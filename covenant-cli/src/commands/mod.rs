//! Command implementations

pub mod check;
pub mod components;
//! `$old(expr)` references in postconditions

use indexmap::IndexMap;

const OLD_MARKER: &str = "$old(";
const OLD_SYMBOL_PREFIX: &str = "__old";

/// A postcondition with its `$old(...)` references replaced by symbols
#[derive(Debug, Clone, PartialEq, Eq)]
pub struct OldReferences {
    /// Expression text with every reference replaced
    pub rewritten: String,
    /// Generated symbol to the expression captured for it
    pub captures: IndexMap<String, String>,
}

impl OldReferences {
    pub fn is_empty(&self) -> bool {
        self.captures.is_empty()
    }
}

/// Replace every `$old(expr)` in `expression` with a generated symbol
/// (`__old0`, `__old1`, ...). Identical inner expressions share a symbol.
/// Unbalanced references are left in place so that evaluation reports them.
pub fn extract_old_references(expression: &str) -> OldReferences {
    let mut rewritten = String::with_capacity(expression.len());
    let mut captures: IndexMap<String, String> = IndexMap::new();
    let mut quote: Option<char> = None;
    let mut escaped = false;
    let mut prev: Option<char> = None;
    let mut i = 0;

    while i < expression.len() {
        let rest = &expression[i..];
        let Some(ch) = rest.chars().next() else { break };

        if let Some(q) = quote {
            if escaped {
                escaped = false;
            } else if ch == '\\' {
                escaped = true;
            } else if ch == q {
                quote = None;
            }
        } else if ch == '"' || ch == '\'' {
            quote = Some(ch);
        } else if rest.starts_with(OLD_MARKER)
            && !prev.map(|c| c.is_ascii_alphanumeric() || c == '_').unwrap_or(false)
        {
            let body_start = OLD_MARKER.len();
            if let Some(body_len) = balanced_len(&rest[body_start..]) {
                let inner = rest[body_start..body_start + body_len].trim().to_string();
                let next_symbol = format!("{}{}", OLD_SYMBOL_PREFIX, captures.len());
                let symbol = captures
                    .iter()
                    .find(|(_, captured)| **captured == inner)
                    .map(|(symbol, _)| symbol.clone())
                    .unwrap_or(next_symbol);
                captures.entry(symbol.clone()).or_insert(inner);
                rewritten.push_str(&symbol);
                // Skip the body and its closing paren
                i += body_start + body_len + 1;
                prev = Some(')');
                continue;
            }
        }

        rewritten.push(ch);
        prev = Some(ch);
        i += ch.len_utf8();
    }

    OldReferences {
        rewritten,
        captures,
    }
}

/// Length of the text up to the paren that closes an already open one
fn balanced_len(text: &str) -> Option<usize> {
    let mut depth = 1usize;
    let mut quote: Option<char> = None;
    let mut escaped = false;

    for (idx, ch) in text.char_indices() {
        if let Some(q) = quote {
            if escaped {
                escaped = false;
            } else if ch == '\\' {
                escaped = true;
            } else if ch == q {
                quote = None;
            }
            continue;
        }
        match ch {
            '"' | '\'' => quote = Some(ch),
            '(' => depth += 1,
            ')' => {
                depth -= 1;
                if depth == 0 {
                    return Some(idx);
                }
            }
            _ => {}
        }
    }
    None
}
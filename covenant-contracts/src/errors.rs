//! Contract-related error types

use covenant_interpreter::FailureCause;
use thiserror::Error;

use crate::contract::CheckKind;

/// Main contract error type
#[derive(Error, Debug)]
pub enum ContractError {
    /// A contract test failed and the enforcer raises failures
    #[error("Contract violation: {0}")]
    Violation(#[from] ContractViolation),

    /// Configuration could not be loaded
    #[error("Configuration error: {0}")]
    Config(#[from] crate::configurator::ConfigError),
}

/// A failed contract test.
///
/// `message` is the fully composed report text; the remaining fields carry
/// the same information in structured form. When the test expression could
/// not be evaluated, the evaluation error is available through
/// [`std::error::Error::source`].
#[derive(Error, Debug, Clone)]
#[error("{message}")]
pub struct ContractViolation {
    pub kind: CheckKind,
    pub item_name: String,
    pub file_name: String,
    pub line_number: u32,
    pub expression: String,
    pub message: String,
    /// Backtrace captured when the violation was raised, if enabled
    pub stack_trace: Option<String>,
    #[source]
    pub cause: Option<FailureCause>,
}

/// Result type for contract operations
pub type ContractResult<T> = Result<T, ContractError>;

impl ContractError {
    pub fn as_violation(&self) -> Option<&ContractViolation> {
        match self {
            ContractError::Violation(v) => Some(v),
            _ => None,
        }
    }
}

#[cfg(test)]
mod tests {
    use super::*;
    use covenant_interpreter::EvalError;
    use std::error::Error as _;
    use std::sync::Arc;

    fn violation(cause: Option<FailureCause>) -> ContractViolation {
        ContractViolation {
            kind: CheckKind::Pre,
            item_name: "f".to_string(),
            file_name: "f.rs".to_string(),
            line_number: 3,
            expression: "x > 0".to_string(),
            message: "Precondition failed".to_string(),
            stack_trace: None,
            cause,
        }
    }

    #[test]
    fn test_display_wraps_message() {
        let err = ContractError::from(violation(None));
        assert_eq!(err.to_string(), "Contract violation: Precondition failed");
        assert_eq!(err.as_violation().map(|v| v.line_number), Some(3));
    }

    #[test]
    fn test_cause_is_chained() {
        let cause: FailureCause = Arc::new(EvalError::UndefinedSymbol("x".to_string()));
        let v = violation(Some(cause));
        assert_eq!(
            v.source().map(|s| s.to_string()).as_deref(),
            Some("Undefined symbol: x")
        );
        assert!(violation(None).source().is_none());
    }
}
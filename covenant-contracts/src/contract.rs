//! Check kinds, process-wide switches and per-check state

use serde::{Deserialize, Serialize};
use std::fmt;
use std::sync::atomic::{AtomicBool, Ordering};

/// The kind of contract check
#[derive(Debug, Clone, Copy, PartialEq, Eq, Hash, Serialize, Deserialize)]
#[serde(rename_all = "lowercase")]
pub enum CheckKind {
    /// Checked before the operation runs
    Pre,
    /// Checked after the operation returns
    Post,
    /// Checked around every public operation of a type
    Invariant,
}

impl CheckKind {
    pub const ALL: [CheckKind; 3] = [CheckKind::Pre, CheckKind::Post, CheckKind::Invariant];

    pub fn label(self) -> &'static str {
        match self {
            CheckKind::Pre => "Precondition",
            CheckKind::Post => "Postcondition",
            CheckKind::Invariant => "Invariant",
        }
    }
}

impl fmt::Display for CheckKind {
    fn fmt(&self, f: &mut fmt::Formatter<'_>) -> fmt::Result {
        f.write_str(self.label())
    }
}

/// Enable flags for each check kind plus the umbrella `Contract` switch.
///
/// A kind is active only when both the umbrella and its own flag are on.
/// Reads are relaxed atomic loads so the disabled path costs nothing.
#[derive(Debug)]
pub struct CheckSwitches {
    contract: AtomicBool,
    pre: AtomicBool,
    post: AtomicBool,
    invariant: AtomicBool,
}

impl CheckSwitches {
    /// All checks enabled
    pub fn new() -> Self {
        Self {
            contract: AtomicBool::new(true),
            pre: AtomicBool::new(true),
            post: AtomicBool::new(true),
            invariant: AtomicBool::new(true),
        }
    }

    /// All checks disabled
    pub fn disabled() -> Self {
        let switches = Self::new();
        switches.set_contract_enabled(false);
        switches
    }

    fn flag(&self, kind: CheckKind) -> &AtomicBool {
        match kind {
            CheckKind::Pre => &self.pre,
            CheckKind::Post => &self.post,
            CheckKind::Invariant => &self.invariant,
        }
    }

    #[inline]
    pub fn is_enabled(&self, kind: CheckKind) -> bool {
        self.contract.load(Ordering::Relaxed) && self.flag(kind).load(Ordering::Relaxed)
    }

    pub fn set_enabled(&self, kind: CheckKind, enabled: bool) {
        self.flag(kind).store(enabled, Ordering::Relaxed);
    }

    pub fn is_contract_enabled(&self) -> bool {
        self.contract.load(Ordering::Relaxed)
    }

    /// Turning the umbrella off disables every kind regardless of its own
    /// flag; turning it back on restores the individual flags.
    pub fn set_contract_enabled(&self, enabled: bool) {
        self.contract.store(enabled, Ordering::Relaxed);
    }
}

impl Default for CheckSwitches {
    fn default() -> Self {
        Self::new()
    }
}

/// Progress of a single check
#[derive(Debug, Clone, Copy, PartialEq, Eq, Serialize, Deserialize)]
pub enum CheckState {
    NotStarted,
    /// Old values recorded (postconditions only)
    OldValuesCaptured,
    Evaluated,
    Passed,
    /// Failed and reported, execution continues
    Reported,
    /// Failed and returned as a violation
    Raised,
}

impl CheckState {
    pub fn is_terminal(self) -> bool {
        matches!(
            self,
            CheckState::Passed | CheckState::Reported | CheckState::Raised
        )
    }
}
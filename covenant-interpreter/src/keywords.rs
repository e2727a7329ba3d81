//! Textual keyword substitution applied before evaluation

use indexmap::IndexMap;
use std::borrow::Cow;

/// Default mapping from contract keywords to backend symbols
pub const DEFAULT_SUBSTITUTIONS: &[(&str, &str)] = &[
    ("$this", "this"),
    ("$target", "target"),
    ("$args", "args"),
    ("$result", "result"),
];

/// Keyword table. Later inserts override earlier ones; matching is
/// longest keyword first and respects identifier boundaries.
#[derive(Debug, Clone, PartialEq)]
pub struct KeywordSubstitutions {
    table: IndexMap<String, String>,
}

impl Default for KeywordSubstitutions {
    fn default() -> Self {
        Self {
            table: DEFAULT_SUBSTITUTIONS
                .iter()
                .map(|(k, v)| (k.to_string(), v.to_string()))
                .collect(),
        }
    }
}

impl KeywordSubstitutions {
    /// Table without any defaults
    pub fn empty() -> Self {
        Self {
            table: IndexMap::new(),
        }
    }

    pub fn insert(&mut self, keyword: impl Into<String>, symbol: impl Into<String>) {
        self.table.insert(keyword.into(), symbol.into());
    }

    /// Add every entry of `other`, overriding existing keywords
    pub fn extend(&mut self, other: &KeywordSubstitutions) {
        for (keyword, symbol) in other.iter() {
            self.insert(keyword, symbol);
        }
    }

    pub fn get(&self, keyword: &str) -> Option<&str> {
        self.table.get(keyword).map(String::as_str)
    }

    pub fn iter(&self) -> impl Iterator<Item = (&str, &str)> {
        self.table.iter().map(|(k, v)| (k.as_str(), v.as_str()))
    }

    pub fn len(&self) -> usize {
        self.table.len()
    }

    pub fn is_empty(&self) -> bool {
        self.table.is_empty()
    }

    /// Rewrite every keyword occurrence outside string literals
    pub fn apply<'s>(&self, source: &'s str) -> Cow<'s, str> {
        if self.table.is_empty() {
            return Cow::Borrowed(source);
        }

        let mut keywords: Vec<(&str, &str)> = self
            .iter()
            .filter(|(keyword, _)| !keyword.is_empty())
            .collect();
        keywords.sort_by(|a, b| b.0.len().cmp(&a.0.len()));

        let mut out = String::with_capacity(source.len());
        let mut changed = false;
        let mut quote: Option<char> = None;
        let mut escaped = false;
        let mut prev: Option<char> = None;
        let mut i = 0;

        while i < source.len() {
            let rest = &source[i..];
            let Some(ch) = rest.chars().next() else { break };

            if let Some(q) = quote {
                out.push(ch);
                if escaped {
                    escaped = false;
                } else if ch == '\\' {
                    escaped = true;
                } else if ch == q {
                    quote = None;
                }
                prev = Some(ch);
                i += ch.len_utf8();
                continue;
            }

            if ch == '"' || ch == '\'' {
                quote = Some(ch);
                out.push(ch);
                prev = Some(ch);
                i += ch.len_utf8();
                continue;
            }

            let at_boundary = !prev.map(is_ident_char).unwrap_or(false);
            let matched = if at_boundary {
                keywords.iter().find(|(keyword, _)| {
                    rest.starts_with(keyword)
                        && !rest[keyword.len()..]
                            .chars()
                            .next()
                            .map(is_ident_char)
                            .unwrap_or(false)
                })
            } else {
                None
            };

            match matched {
                Some((keyword, symbol)) => {
                    out.push_str(symbol);
                    changed = true;
                    prev = keyword.chars().last();
                    i += keyword.len();
                }
                None => {
                    out.push(ch);
                    prev = Some(ch);
                    i += ch.len_utf8();
                }
            }
        }

        if changed {
            Cow::Owned(out)
        } else {
            Cow::Borrowed(source)
        }
    }
}

fn is_ident_char(c: char) -> bool {
    c.is_ascii_alphanumeric() || c == '_' || c == '$'
}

*Problem description*.
Only a number is wanted here: how many lines of the records above contain "paren".

*Task answer*.
2